Scan the material below for lines with the string "server". State how many there are and nothing else.
AVAILABLE DATA START
//! csrhub core: data model, caller identity, and the visibility policy engine.
//!
//! This crate decides which rows a caller may read and which mutations a
//! caller may apply. It carries no transport, storage, or runtime
//! dependencies: the gateway supplies collections and callers, and acts on the
//! decisions returned here.
//!
//! # Defensive guarantees
//! Panics, `unwrap`, and `expect` are compile-denied here. Every fallible path
//! surfaces as `CsrError`/`Result`, and policy evaluation itself is total: a
//! denial is a `false`, never an error.

#![deny(clippy::unwrap_used)]
#![deny(clippy::expect_used)]
#![deny(clippy::panic)]

pub mod error;
pub mod model;
pub mod policy;

/// Shared result type.
pub use error::{CsrError, Result};
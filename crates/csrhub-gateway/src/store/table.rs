use std::sync::atomic::{AtomicU64, Ordering};

use dashmap::DashMap;

use csrhub_core::error::Result;
use csrhub_core::model::{Id, Record};

/// One in-memory collection: rows keyed by id plus an id sequence.
pub struct Table<R> {
    rows: DashMap<Id, R>,
    seq: AtomicU64,
}

impl<R> Default for Table<R> {
    fn default() -> Self {
        Self {
            rows: DashMap::new(),
            seq: AtomicU64::new(1),
        }
    }
}

impl<R: Record + Clone> Table<R> {
    /// Snapshot of every row, ordered by id.
    pub fn all(&self) -> Vec<R> {
        let mut out: Vec<R> = self.rows.iter().map(|e| e.value().clone()).collect();
        out.sort_by_key(|r| r.id());
        out
    }

    pub fn get(&self, id: Id) -> Option<R> {
        self.rows.get(&id).map(|r| r.value().clone())
    }

    pub fn exists(&self, id: Id) -> bool {
        self.rows.contains_key(&id)
    }

    pub fn len(&self) -> usize {
        self.rows.len()
    }

    pub fn is_empty(&self) -> bool {
        self.rows.is_empty()
    }

    /// Allocate an id and insert the row `build` produces for it.
    /// A failed build burns the id, like a database sequence.
    pub fn try_insert_with<F>(&self, build: F) -> Result<R>
    where
        F: FnOnce(Id) -> Result<R>,
    {
        let id = self.seq.fetch_add(1, Ordering::Relaxed);
        let row = build(id)?;
        self.rows.insert(id, row.clone());
        Ok(row)
    }

    /// Mutate one row in place under its shard lock.
    /// `f` must not touch this table again.
    pub fn update<T>(&self, id: Id, f: impl FnOnce(&mut R) -> T) -> Option<T> {
        self.rows.get_mut(&id).map(|mut r| f(r.value_mut()))
    }

    pub fn remove(&self, id: Id) -> Option<R> {
        self.rows.remove(&id).map(|(_, r)| r)
    }

    /// Remove every row matching `pred`; returns the removed rows.
    pub fn remove_where(&self, pred: impl Fn(&R) -> bool) -> Vec<R> {
        let ids: Vec<Id> = self
            .rows
            .iter()
            .filter(|e| pred(e.value()))
            .map(|e| *e.key())
            .collect();
        ids.into_iter().filter_map(|id| self.remove(id)).collect()
    }

    /// Apply `f` to every row (reference clearing on cascades).
    pub fn for_each_mut(&self, mut f: impl FnMut(&mut R)) {
        for mut e in self.rows.iter_mut() {
            f(e.value_mut());
        }
    }
}
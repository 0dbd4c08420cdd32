//! Visibility policy engine.
//!
//! A declarative rule table keyed by entity kind (reads) and by
//! (entity kind, operation) (mutations), plus two evaluators that consult only
//! that table. Evaluation is pure: no I/O, no interior mutability, no errors.

pub mod engine;
pub mod owner;
pub mod rules;

pub use engine::PolicyEngine;
pub use owner::assign_owner;
pub use rules::{PolicyTable, ReadRule, Rule};
//! Body and path extractors whose rejections render as [`ApiError`].

use axum::extract::rejection::{JsonRejection, PathRejection};
use axum::extract::{FromRequest, FromRequestParts};

use csrhub_core::error::CsrError;

use super::error::ApiError;

/// JSON request body. Malformed JSON, unknown or missing fields and a wrong
/// content type are all `BAD_REQUEST`.
#[derive(Debug, FromRequest)]
#[from_request(via(axum::Json), rejection(ApiError))]
pub struct ApiJson<T>(pub T);

/// Path parameters, e.g. the `:id` of a row.
#[derive(Debug, FromRequestParts)]
#[from_request(via(axum::extract::Path), rejection(ApiError))]
pub struct ApiPath<T>(pub T);

impl From<JsonRejection> for ApiError {
    fn from(rejection: JsonRejection) -> Self {
        ApiError(CsrError::BadRequest(rejection.body_text()))
    }
}

impl From<PathRejection> for ApiError {
    fn from(rejection: PathRejection) -> Self {
        ApiError(CsrError::BadRequest(rejection.body_text()))
    }
}
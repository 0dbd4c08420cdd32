use crate::model::{Caller, UserId};

/// Decide who owns a row being written.
///
/// An omitted owner defaults to the caller. Non-superusers may only name
/// themselves; superusers may name anyone. `None` means the requested
/// assignment is not allowed.
pub fn assign_owner(caller: &Caller, requested: Option<UserId>) -> Option<UserId> {
    match requested {
        None => Some(caller.id),
        Some(id) if id == caller.id || caller.is_superuser => Some(id),
        Some(_) => None,
    }
}
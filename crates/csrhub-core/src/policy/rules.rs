//! Rule table and override compilation.
//!
//! Override entries use the form `kind:operation=rule`, e.g.
//! `survey:update=superuser`. They replace one mutation rule of the standard
//! table and are validated when compiled, never at evaluation time.

use std::collections::HashMap;
use std::str::FromStr;

use crate::error::{CsrError, Result};
use crate::model::{Caller, EntityKind, Operation, UserId};

/// Who may read rows of a kind.
#[derive(Debug, Clone, Copy, PartialEq, Eq)]
pub enum ReadRule {
    /// Every authenticated caller sees every row.
    All,
    /// Only the row's owner, superusers included.
    Owner,
    /// The row's owner, or any superuser.
    OwnerOrSuperuser,
}

impl ReadRule {
    pub fn permits(self, caller: &Caller, owner: Option<UserId>) -> bool {
        match self {
            ReadRule::All => true,
            ReadRule::Owner => caller.owns(owner),
            ReadRule::OwnerOrSuperuser => caller.is_superuser || caller.owns(owner),
        }
    }
}

/// Who may apply a mutation.
#[derive(Debug, Clone, Copy, PartialEq, Eq)]
pub enum Rule {
    Authenticated,
    OwnerOrSuperuser,
    Superuser,
}

impl Rule {
    /// Every variant admits superusers, which keeps evaluation monotonic in
    /// privilege.
    pub fn permits(self, caller: &Caller, owner: Option<UserId>) -> bool {
        match self {
            Rule::Authenticated => true,
            Rule::OwnerOrSuperuser => caller.is_superuser || caller.owns(owner),
            Rule::Superuser => caller.is_superuser,
        }
    }

    pub fn as_str(self) -> &'static str {
        match self {
            Rule::Authenticated => "authenticated",
            Rule::OwnerOrSuperuser => "owner_or_superuser",
            Rule::Superuser => "superuser",
        }
    }

    fn needs_owner(self) -> bool {
        matches!(self, Rule::OwnerOrSuperuser)
    }
}

impl FromStr for Rule {
    type Err = CsrError;

    fn from_str(s: &str) -> Result<Self> {
        match s {
            "authenticated" => Ok(Rule::Authenticated),
            "owner_or_superuser" => Ok(Rule::OwnerOrSuperuser),
            "superuser" => Ok(Rule::Superuser),
            other => Err(CsrError::BadRequest(format!("unknown policy rule: {other}"))),
        }
    }
}

/// Compiled rule table. Build once at startup, then share read-only.
///
/// Read rules are fixed per kind; only mutation rules can be overridden.
#[derive(Debug, Clone)]
pub struct PolicyTable {
    mutations: HashMap<(EntityKind, Operation), Rule>,
}

impl PolicyTable {
    /// The observed policy of the CSR backend.
    ///
    /// Owned kinds filter reads by owner (with a superuser bypass, except
    /// notifications) and restrict update/delete to owner or superuser. Every
    /// other kind is open to any authenticated caller. Custom actions exist
    /// only on projects (`assign_user`) and notifications (`mark_read`).
    pub fn standard() -> Self {
        let mut mutations = HashMap::new();

        for kind in EntityKind::ALL {
            let write = if kind.has_owner() {
                Rule::OwnerOrSuperuser
            } else {
                Rule::Authenticated
            };
            mutations.insert((kind, Operation::Create), Rule::Authenticated);
            mutations.insert((kind, Operation::Update), write);
            mutations.insert((kind, Operation::Delete), write);
        }

        mutations.insert((EntityKind::CsrProject, Operation::AssignUser), Rule::Authenticated);
        mutations.insert((EntityKind::Notification, Operation::MarkRead), Rule::OwnerOrSuperuser);

        Self { mutations }
    }

    /// Standard table with `overrides` applied in order.
    pub fn with_overrides(raw: &[String]) -> Result<Self> {
        let mut table = Self::standard();
        for entry in raw {
            let (kind, op, rule) = table.compile_override(entry)?;
            tracing::debug!(%kind, %op, rule = rule.as_str(), "policy override compiled");
            table.mutations.insert((kind, op), rule);
        }
        Ok(table)
    }

    fn compile_override(&self, s: &str) -> Result<(EntityKind, Operation, Rule)> {
        // format: "kind:operation=rule"
        let (target, rule_s) = s.split_once('=').ok_or_else(|| {
            CsrError::BadRequest(format!("invalid policy override: {s} (expected kind:operation=rule)"))
        })?;
        let (kind_s, op_s) = target.split_once(':').ok_or_else(|| {
            CsrError::BadRequest(format!("invalid policy override: {s} (expected kind:operation=rule)"))
        })?;

        let kind: EntityKind = kind_s.trim().parse()?;
        let op: Operation = op_s.trim().parse()?;
        let rule: Rule = rule_s.trim().parse()?;

        if !self.mutations.contains_key(&(kind, op)) {
            return Err(CsrError::BadRequest(format!(
                "policy override {s}: {op} is not supported on {kind}"
            )));
        }
        if rule.needs_owner() && (op == Operation::Create || !kind.has_owner()) {
            return Err(CsrError::BadRequest(format!(
                "policy override {s}: {} needs an owned target row",
                rule.as_str()
            )));
        }

        Ok((kind, op, rule))
    }

    pub fn read_rule(&self, kind: EntityKind) -> ReadRule {
        match kind {
            // No superuser bypass: inboxes stay private.
            EntityKind::Notification => ReadRule::Owner,
            EntityKind::User
            | EntityKind::Report
            | EntityKind::SurveyResponse
            | EntityKind::Request => ReadRule::OwnerOrSuperuser,
            EntityKind::Region
            | EntityKind::Mou
            | EntityKind::CsrProject
            | EntityKind::Survey
            | EntityKind::SurveyQuestion => ReadRule::All,
        }
    }

    /// `None` when the (kind, operation) pair is not part of the table.
    pub fn mutation_rule(&self, kind: EntityKind, op: Operation) -> Option<Rule> {
        self.mutations.get(&(kind, op)).copied()
    }
}

impl Default for PolicyTable {
    fn default() -> Self {
        Self::standard()
    }
}
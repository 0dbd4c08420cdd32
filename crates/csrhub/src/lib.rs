//! Top-level facade crate for csrhub.
//!
//! Re-exports the core model/policy types and the gateway library so users can
//! depend on a single crate.

pub mod core {
    pub use csrhub_core::*;
}

pub mod gateway {
    pub use csrhub_gateway::*;
}
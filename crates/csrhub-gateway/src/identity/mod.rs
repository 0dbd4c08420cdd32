//! Identity collaborator: bearer token -> verified caller.
//!
//! Tokens are issued out of band and loaded from config at startup.

mod extract;

pub use extract::Authenticated;

use async_trait::async_trait;
use dashmap::DashMap;

use csrhub_core::error::{CsrError, Result};
use csrhub_core::model::UserId;

#[async_trait]
pub trait IdentityProvider: Send + Sync {
    /// Resolve a bearer token to the user it was issued for.
    async fn resolve(&self, token: &str) -> Result<UserId>;
}

/// Fixed token table seeded at startup.
#[derive(Default)]
pub struct StaticTokenIdentity {
    tokens: DashMap<String, UserId>,
}

impl StaticTokenIdentity {
    pub fn new() -> Self {
        Self::default()
    }

    pub fn insert(&self, token: impl Into<String>, user: UserId) {
        self.tokens.insert(token.into(), user);
    }
}

#[async_trait]
impl IdentityProvider for StaticTokenIdentity {
    async fn resolve(&self, token: &str) -> Result<UserId> {
        self.tokens
            .get(token)
            .map(|u| *u.value())
            .ok_or(CsrError::AuthFailed)
    }
}
//! csrhub gateway binary.
//!
//! Config path: first CLI argument, else `CSRHUB_CONFIG`, else `csrhub.yaml`.

use std::process::ExitCode;

use tracing_subscriber::{fmt, EnvFilter};

use csrhub_gateway::{app_state::AppState, config, router};

#[tokio::main]
async fn main() -> ExitCode {
    fmt()
        .with_env_filter(EnvFilter::try_from_default_env().unwrap_or_else(|_| "info".into()))
        .init();

    match run().await {
        Ok(()) => ExitCode::SUCCESS,
        Err(e) => {
            tracing::error!(error = %e, "csrhub-gateway failed");
            ExitCode::FAILURE
        }
    }
}

async fn run() -> csrhub_core::Result<()> {
    let path = std::env::args()
        .nth(1)
        .or_else(|| std::env::var("CSRHUB_CONFIG").ok())
        .unwrap_or_else(|| "csrhub.yaml".to_string());

    let cfg = config::load_from_file(&path)?;
    let listen = cfg.server.listen_addr()?;

    let state = AppState::new(cfg)?;
    let app = router::build_router(state.clone());

    tracing::info!(%listen, config = %path, "csrhub-gateway starting");
    let listener = tokio::net::TcpListener::bind(listen)
        .await
        .map_err(|e| csrhub_core::CsrError::Internal(format!("bind {listen} failed: {e}")))?;

    axum::serve(listener, app)
        .with_graceful_shutdown(shutdown_signal(state))
        .await
        .map_err(|e| csrhub_core::CsrError::Internal(format!("server failed: {e}")))
}

async fn shutdown_signal(state: AppState) {
    let ctrl_c = async {
        if let Err(e) = tokio::signal::ctrl_c().await {
            tracing::warn!(error = %e, "failed to listen for Ctrl+C");
            std::future::pending::<()>().await;
        }
    };

    #[cfg(unix)]
    let terminate = async {
        match tokio::signal::unix::signal(tokio::signal::unix::SignalKind::terminate()) {
            Ok(mut sig) => {
                sig.recv().await;
            }
            Err(e) => {
                tracing::warn!(error = %e, "failed to install SIGTERM handler");
                std::future::pending::<()>().await;
            }
        }
    };

    #[cfg(not(unix))]
    let terminate = std::future::pending::<()>();

    tokio::select! {
        _ = ctrl_c => {},
        _ = terminate => {},
    }
    state.set_draining();
    tracing::info!("signal received, starting graceful shutdown");
}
AVAILABLE DATA END
» OUTPUT FOR THIS TASK
2